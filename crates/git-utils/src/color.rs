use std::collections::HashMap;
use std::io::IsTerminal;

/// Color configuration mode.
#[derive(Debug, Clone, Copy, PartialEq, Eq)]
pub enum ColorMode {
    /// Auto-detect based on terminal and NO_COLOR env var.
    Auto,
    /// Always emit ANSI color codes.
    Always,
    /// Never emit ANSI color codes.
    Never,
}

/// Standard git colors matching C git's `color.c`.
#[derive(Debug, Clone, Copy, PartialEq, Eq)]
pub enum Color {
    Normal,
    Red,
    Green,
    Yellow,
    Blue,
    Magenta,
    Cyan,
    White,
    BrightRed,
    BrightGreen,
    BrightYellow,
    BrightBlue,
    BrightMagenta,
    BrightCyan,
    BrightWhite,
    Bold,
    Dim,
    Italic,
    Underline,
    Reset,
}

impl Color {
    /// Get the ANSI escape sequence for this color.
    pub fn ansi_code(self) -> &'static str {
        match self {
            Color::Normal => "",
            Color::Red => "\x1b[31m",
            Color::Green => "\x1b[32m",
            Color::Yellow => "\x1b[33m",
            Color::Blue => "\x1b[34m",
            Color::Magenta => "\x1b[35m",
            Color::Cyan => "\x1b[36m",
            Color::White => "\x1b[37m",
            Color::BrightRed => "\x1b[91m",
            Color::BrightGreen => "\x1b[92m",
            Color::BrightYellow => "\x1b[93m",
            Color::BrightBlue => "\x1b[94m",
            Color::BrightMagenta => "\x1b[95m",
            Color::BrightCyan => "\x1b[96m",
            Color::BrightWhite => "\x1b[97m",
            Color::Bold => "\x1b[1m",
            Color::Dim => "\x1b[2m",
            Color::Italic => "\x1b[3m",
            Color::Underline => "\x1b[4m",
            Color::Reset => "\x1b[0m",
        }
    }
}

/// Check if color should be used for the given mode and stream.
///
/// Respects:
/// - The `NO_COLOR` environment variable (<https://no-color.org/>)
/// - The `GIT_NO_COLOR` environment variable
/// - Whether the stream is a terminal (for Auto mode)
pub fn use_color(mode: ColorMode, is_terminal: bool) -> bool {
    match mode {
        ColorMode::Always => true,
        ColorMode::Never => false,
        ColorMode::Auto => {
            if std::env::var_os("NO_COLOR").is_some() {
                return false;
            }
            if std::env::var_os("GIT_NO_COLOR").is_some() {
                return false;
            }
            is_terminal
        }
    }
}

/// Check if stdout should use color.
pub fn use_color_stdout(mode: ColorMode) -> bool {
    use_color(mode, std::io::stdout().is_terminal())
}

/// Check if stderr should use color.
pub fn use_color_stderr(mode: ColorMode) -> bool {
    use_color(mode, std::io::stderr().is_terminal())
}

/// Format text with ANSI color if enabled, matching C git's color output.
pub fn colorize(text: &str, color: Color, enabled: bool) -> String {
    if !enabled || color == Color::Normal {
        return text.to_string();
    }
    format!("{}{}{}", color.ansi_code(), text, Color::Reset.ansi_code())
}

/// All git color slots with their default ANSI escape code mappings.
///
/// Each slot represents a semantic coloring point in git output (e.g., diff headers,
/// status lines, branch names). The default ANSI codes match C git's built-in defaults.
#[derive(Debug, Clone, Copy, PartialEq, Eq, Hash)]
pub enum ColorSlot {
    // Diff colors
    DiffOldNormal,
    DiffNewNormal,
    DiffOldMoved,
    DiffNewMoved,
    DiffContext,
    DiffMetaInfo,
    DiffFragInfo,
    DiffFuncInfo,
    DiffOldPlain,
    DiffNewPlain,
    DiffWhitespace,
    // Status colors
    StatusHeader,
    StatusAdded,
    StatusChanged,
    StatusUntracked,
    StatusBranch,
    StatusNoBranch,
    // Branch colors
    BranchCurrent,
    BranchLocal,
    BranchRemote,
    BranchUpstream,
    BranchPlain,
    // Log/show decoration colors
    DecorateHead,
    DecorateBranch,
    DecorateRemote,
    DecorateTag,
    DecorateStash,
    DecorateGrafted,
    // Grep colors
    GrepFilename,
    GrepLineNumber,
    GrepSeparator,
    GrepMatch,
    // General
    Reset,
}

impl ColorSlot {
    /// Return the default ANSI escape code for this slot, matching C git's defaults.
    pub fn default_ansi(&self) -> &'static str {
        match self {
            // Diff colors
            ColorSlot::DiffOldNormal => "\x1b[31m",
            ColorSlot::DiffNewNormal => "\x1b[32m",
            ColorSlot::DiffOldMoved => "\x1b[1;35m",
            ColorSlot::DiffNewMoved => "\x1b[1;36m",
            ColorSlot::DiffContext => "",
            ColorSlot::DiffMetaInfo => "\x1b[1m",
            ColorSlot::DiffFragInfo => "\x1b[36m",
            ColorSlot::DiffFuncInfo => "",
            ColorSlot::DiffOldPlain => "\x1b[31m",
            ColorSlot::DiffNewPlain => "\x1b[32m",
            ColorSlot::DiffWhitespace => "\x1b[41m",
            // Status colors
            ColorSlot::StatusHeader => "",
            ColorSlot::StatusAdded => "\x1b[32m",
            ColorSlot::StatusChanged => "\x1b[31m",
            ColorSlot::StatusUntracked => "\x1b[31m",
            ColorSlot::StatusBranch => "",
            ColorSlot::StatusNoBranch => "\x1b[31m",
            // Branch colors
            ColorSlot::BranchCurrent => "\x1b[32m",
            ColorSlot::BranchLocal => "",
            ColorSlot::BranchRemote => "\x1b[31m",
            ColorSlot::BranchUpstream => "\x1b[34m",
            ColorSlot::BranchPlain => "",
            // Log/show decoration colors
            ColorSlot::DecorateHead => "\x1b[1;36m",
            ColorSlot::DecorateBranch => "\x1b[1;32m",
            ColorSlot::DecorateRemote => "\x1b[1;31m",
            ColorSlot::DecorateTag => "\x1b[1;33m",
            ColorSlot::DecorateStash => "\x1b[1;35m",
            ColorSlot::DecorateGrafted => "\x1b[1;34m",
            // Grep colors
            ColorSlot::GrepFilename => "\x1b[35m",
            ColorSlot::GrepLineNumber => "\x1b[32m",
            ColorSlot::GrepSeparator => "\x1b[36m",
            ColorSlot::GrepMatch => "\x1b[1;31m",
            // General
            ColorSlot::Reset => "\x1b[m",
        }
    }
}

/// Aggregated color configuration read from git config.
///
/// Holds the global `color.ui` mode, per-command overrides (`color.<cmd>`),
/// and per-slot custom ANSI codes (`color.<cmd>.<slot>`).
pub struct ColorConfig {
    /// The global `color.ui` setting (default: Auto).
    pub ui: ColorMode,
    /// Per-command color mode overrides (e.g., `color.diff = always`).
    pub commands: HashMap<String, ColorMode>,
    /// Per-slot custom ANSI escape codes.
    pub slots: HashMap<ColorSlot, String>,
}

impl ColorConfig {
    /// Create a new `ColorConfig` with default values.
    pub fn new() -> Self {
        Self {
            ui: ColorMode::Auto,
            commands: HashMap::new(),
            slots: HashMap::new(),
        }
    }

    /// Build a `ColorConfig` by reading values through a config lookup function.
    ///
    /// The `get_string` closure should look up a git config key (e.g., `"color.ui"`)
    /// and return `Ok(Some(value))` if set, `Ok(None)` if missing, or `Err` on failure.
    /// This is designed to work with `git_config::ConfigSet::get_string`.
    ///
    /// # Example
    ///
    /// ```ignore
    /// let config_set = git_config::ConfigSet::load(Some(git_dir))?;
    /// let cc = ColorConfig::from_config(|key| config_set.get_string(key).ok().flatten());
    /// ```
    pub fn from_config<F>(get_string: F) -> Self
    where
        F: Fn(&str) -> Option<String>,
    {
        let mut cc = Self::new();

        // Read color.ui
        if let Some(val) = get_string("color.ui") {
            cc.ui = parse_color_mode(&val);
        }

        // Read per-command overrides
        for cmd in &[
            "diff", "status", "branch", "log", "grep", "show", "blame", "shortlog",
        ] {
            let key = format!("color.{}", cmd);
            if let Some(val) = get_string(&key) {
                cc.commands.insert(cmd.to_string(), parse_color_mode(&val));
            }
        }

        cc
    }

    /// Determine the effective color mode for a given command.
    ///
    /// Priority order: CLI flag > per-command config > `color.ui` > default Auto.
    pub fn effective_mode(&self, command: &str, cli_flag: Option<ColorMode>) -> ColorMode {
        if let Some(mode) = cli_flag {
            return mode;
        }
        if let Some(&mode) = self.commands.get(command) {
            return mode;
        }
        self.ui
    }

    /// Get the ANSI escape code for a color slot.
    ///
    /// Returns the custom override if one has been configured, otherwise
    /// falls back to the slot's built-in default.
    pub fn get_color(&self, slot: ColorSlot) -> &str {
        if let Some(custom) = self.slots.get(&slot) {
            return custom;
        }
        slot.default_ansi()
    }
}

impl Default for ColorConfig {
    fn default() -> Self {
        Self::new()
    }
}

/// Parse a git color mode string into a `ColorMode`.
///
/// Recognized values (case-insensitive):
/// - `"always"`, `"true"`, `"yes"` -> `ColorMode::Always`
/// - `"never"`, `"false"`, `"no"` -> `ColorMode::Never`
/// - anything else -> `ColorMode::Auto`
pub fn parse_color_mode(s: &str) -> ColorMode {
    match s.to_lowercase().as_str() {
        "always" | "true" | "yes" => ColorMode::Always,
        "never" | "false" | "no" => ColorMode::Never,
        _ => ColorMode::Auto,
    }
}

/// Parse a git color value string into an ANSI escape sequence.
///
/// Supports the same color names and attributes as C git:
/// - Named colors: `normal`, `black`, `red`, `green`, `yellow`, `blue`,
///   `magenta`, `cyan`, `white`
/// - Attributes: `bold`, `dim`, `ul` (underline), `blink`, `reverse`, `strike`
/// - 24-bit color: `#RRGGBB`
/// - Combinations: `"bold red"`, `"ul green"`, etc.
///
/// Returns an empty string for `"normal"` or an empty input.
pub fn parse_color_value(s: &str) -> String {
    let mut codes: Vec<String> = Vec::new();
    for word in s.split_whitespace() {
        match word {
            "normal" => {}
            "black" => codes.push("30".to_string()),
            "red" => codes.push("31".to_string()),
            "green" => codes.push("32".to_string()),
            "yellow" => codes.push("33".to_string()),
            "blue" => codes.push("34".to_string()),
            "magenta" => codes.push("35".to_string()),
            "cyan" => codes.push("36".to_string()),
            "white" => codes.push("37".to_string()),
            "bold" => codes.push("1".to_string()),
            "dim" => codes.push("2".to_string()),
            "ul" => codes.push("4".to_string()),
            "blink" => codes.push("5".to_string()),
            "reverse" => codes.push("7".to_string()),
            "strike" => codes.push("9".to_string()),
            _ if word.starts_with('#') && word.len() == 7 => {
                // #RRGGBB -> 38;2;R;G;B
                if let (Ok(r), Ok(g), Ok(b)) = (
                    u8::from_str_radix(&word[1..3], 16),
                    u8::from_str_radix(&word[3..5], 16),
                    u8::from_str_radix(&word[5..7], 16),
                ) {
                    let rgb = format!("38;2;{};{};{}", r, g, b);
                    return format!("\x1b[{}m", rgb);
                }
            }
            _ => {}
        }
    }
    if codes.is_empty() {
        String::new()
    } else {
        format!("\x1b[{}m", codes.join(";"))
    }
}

◇ ◇ ◇

● **ABOUT THIS TASK**
What lines above hold the word "Reset"? List them all.

● **EXERCISE RESPONSE**
    Reset,
            Color::Reset => "\x1b[0m",
    format!("{}{}{}", color.ansi_code(), text, Color::Reset.ansi_code())
    Reset,
            ColorSlot::Reset => "\x1b[m",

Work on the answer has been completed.